El planeta de los simios: (R)Evolución

Crítica de Benjamín Harguindey - EscribiendoCine

Lo que es del César...

Considerando que esta película se ha hecho seis veces ya, El planeta de los simios (R) Evolución (Rise of the Planet of the Apes, 2011) no merece su subtítulo. Ya en 1968 Charlton Heston había inmortalizado la fábula sobre los peligros de la ciencia irresponsable y la fragilidad de la sociedad humana en El planeta de los simios (Planet of the Apes). Aparecería en 2 de sus 4 secuelas, más la malhadada remake de Tim Burton del 2001, en la que cambia de bando e interpreta a un simio.
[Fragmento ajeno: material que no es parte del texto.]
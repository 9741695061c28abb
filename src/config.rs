//! Configuration for the terminal frontend, loadable from TOML.

use serde::{Deserialize, Serialize};
use std::path::{Path, PathBuf};

pub const CONFIG_FILE: &str = "checkers.toml";

/// Errors that can occur when loading configuration.
#[derive(Debug, thiserror::Error)]
pub enum ConfigError {
    #[error("failed to read config file {path}: {source}")]
    FileRead {
        path: PathBuf,
        source: std::io::Error,
    },

    #[error("failed to parse TOML: {0}")]
    TomlParse(#[from] toml::de::Error),
}

#[derive(Debug, Clone, Copy, PartialEq, Eq, Serialize, Deserialize)]
#[serde(rename_all = "lowercase")]
pub enum GlyphSet {
    /// ● ○ ♚ ♔
    Unicode,
    /// d l D L, as in board notation
    Ascii,
}

#[derive(Debug, Clone, PartialEq, Eq, Serialize, Deserialize)]
#[serde(default, deny_unknown_fields)]
pub struct DisplayConfig {
    pub glyphs: GlyphSet,
    /// Highlight the squares the selected piece may move to.
    pub show_hints: bool,
}

#[derive(Debug, Clone, PartialEq, Eq, Serialize, Deserialize)]
#[serde(default, deny_unknown_fields)]
pub struct LogConfig {
    /// Default tracing filter; `RUST_LOG` takes precedence.
    pub filter: String,
    /// Logs are appended here; the board owns the terminal.
    pub file: PathBuf,
}

#[derive(Debug, Clone, Default, PartialEq, Eq, Serialize, Deserialize)]
#[serde(default, deny_unknown_fields)]
pub struct Config {
    pub display: DisplayConfig,
    pub log: LogConfig,
}

impl Default for DisplayConfig {
    fn default() -> Self {
        Self {
            glyphs: GlyphSet::Unicode,
            show_hints: true,
        }
    }
}

impl Default for LogConfig {
    fn default() -> Self {
        Self {
            filter: "warn".to_string(),
            file: PathBuf::from("checkers.log"),
        }
    }
}

impl Config {
    /// Load configuration from a TOML file.
    pub fn load(path: &Path) -> Result<Self, ConfigError> {
        let content = std::fs::read_to_string(path).map_err(|e| ConfigError::FileRead {
            path: path.to_path_buf(),
            source: e,
        })?;
        Ok(toml::from_str(&content)?)
    }

    /// Load configuration from a TOML file, falling back to defaults if the
    /// file does not exist.
    pub fn load_or_default(path: &Path) -> Result<Self, ConfigError> {
        if path.exists() {
            Self::load(path)
        } else {
            Ok(Self::default())
        }
    }
}

#[cfg(test)]
mod tests {
    use super::*;

    #[test]
    fn test_empty_toml_uses_all_defaults() {
        let config: Config = toml::from_str("").unwrap();
        assert_eq!(config, Config::default());
        assert_eq!(config.display.glyphs, GlyphSet::Unicode);
        assert!(config.display.show_hints);
        assert_eq!(config.log.filter, "warn");
    }

    #[test]
    fn test_partial_toml_uses_defaults() {
        let toml_str = r#"
            [display]
            glyphs = "ascii"
        "#;
        let config: Config = toml::from_str(toml_str).unwrap();
        assert_eq!(config.display.glyphs, GlyphSet::Ascii);
        assert!(config.display.show_hints);
        assert_eq!(config.log, LogConfig::default());
    }

    #[test]
    fn test_log_file_setting() {
        let config: Config = toml::from_str("[log]\nfile = \"logs/game.log\"").unwrap();
        assert_eq!(config.log.file, PathBuf::from("logs/game.log"));
        assert_eq!(config.log.filter, "warn");
        assert_eq!(Config::default().log.file, PathBuf::from("checkers.log"));
    }

    #[test]
    fn test_unknown_fields_are_rejected() {
        assert!(toml::from_str::<Config>("[display]\ncolour = \"red\"").is_err());
        assert!(toml::from_str::<Config>("[display]\nglyphs = \"emoji\"").is_err());
    }

    #[test]
    fn test_missing_file_falls_back() {
        let config = Config::load_or_default(Path::new("definitely/not/here.toml")).unwrap();
        assert_eq!(config, Config::default());
        assert!(matches!(
            Config::load(Path::new("definitely/not/here.toml")),
            Err(ConfigError::FileRead { .. })
        ));
    }
}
La nueva versión del director Rupert Wyatt no sólo reinicia la serie, sino que la lleva a un punto originario. Provee una nueva perspectiva sobre el ya conocido escenario apocalíptico en el que los simios dominan la Tierra, y muestra su génesis. Los mitos de origen han cobrado popularidad en una Hollywood dedicada al nacimiento de superhéroes reiniciados en la pantalla grande, y éste es un claro peldaño para el surgimiento de una(s) secuela(s).

La trama sigue a un bata blanca (James Franco) en busca de la cura del Alzheimer. Está motivado por la enfermedad de su padre (John Lithgow) y bajo presión del sector burócrata de la corporación Gen Sys. Con él comienza un largo tándem de infracciones éticas, comenzando por la adopción de un simio genéticamente alterado, “César” (interpretado a través de captura digital por Andy Serkis , la sombra de personajes como Gollum y King Kong). César sufre los efectos de una droga experimental que salta millones de años evolutivos y amenaza en paralelo con exterminar a la humanidad de la faz del planeta.

El planeta de los simios (R) Evolución hace pronto a un costado a su acartonado elenco humano -que incluye el romance de facto entre Franco y la india Freida Pinto, desperdiciada en un papel de soporte femenino- y enfoca sobre César. Surca la gama de cariño, rencor y odio hacia la humanidad. Su inteligencia se duplica de la noche a la mañana y termina por convertirlo en el líder de la revolución que promete el título del film.

Los simios, todos computarizados, han cruzado el incómodo umbral del maquillaje y los efectos especiales poco convincentes. La inverosimilitud ahora se reduce a su comportamiento antropomórfico, el cual queda excusado entre exposiciones científicas y una cuota de suspenso de incredulidad. Nada de esto impide notar que, en San Francisco, aparentemente hay más monos que policías, y que un neurótico EEUU post-9/11 no posee un plan de contingencia efectivo para un centenar de chimpancés rabiosos.

Entreviendo entre los efectos especiales y los largos planos secuencia de acrobacias, el film posee una debilidad fundamental: su blanda ideología. Consideremos la furtiva imagen de Heston en el papel de Moisés, apenas visible en una pantalla. Momentos después, el mesiánico César guía a su pueblo hacia la libertad a través de un río. ¿Suena al éxodo judío? En una escena anterior, los primates “inventan” la democracia, repartiendo galletitas. En otra, inventan el fascismo, evocando la simbología del ramillete fasce recogido en un firme puño. La epónima revolución es poco más que un pastiche de imágenes cuyo uso denigra su significado original, y peligrosamente les ubica a todas en un mismo nivel.

Toda empatía ha sido dirigida hacia César y su encrucijada identitaria; las miradas desahuciadas de sus colegas simios se cobran todo el favor del público. El momento más trágico de la historia se construye entorno a la muerte de un simio. En un film donde mueren decenas de humanos y la propia humanidad entera está a punto de ser aniquilada, la mirada de Wyatt parece estar levemente fuera de foco.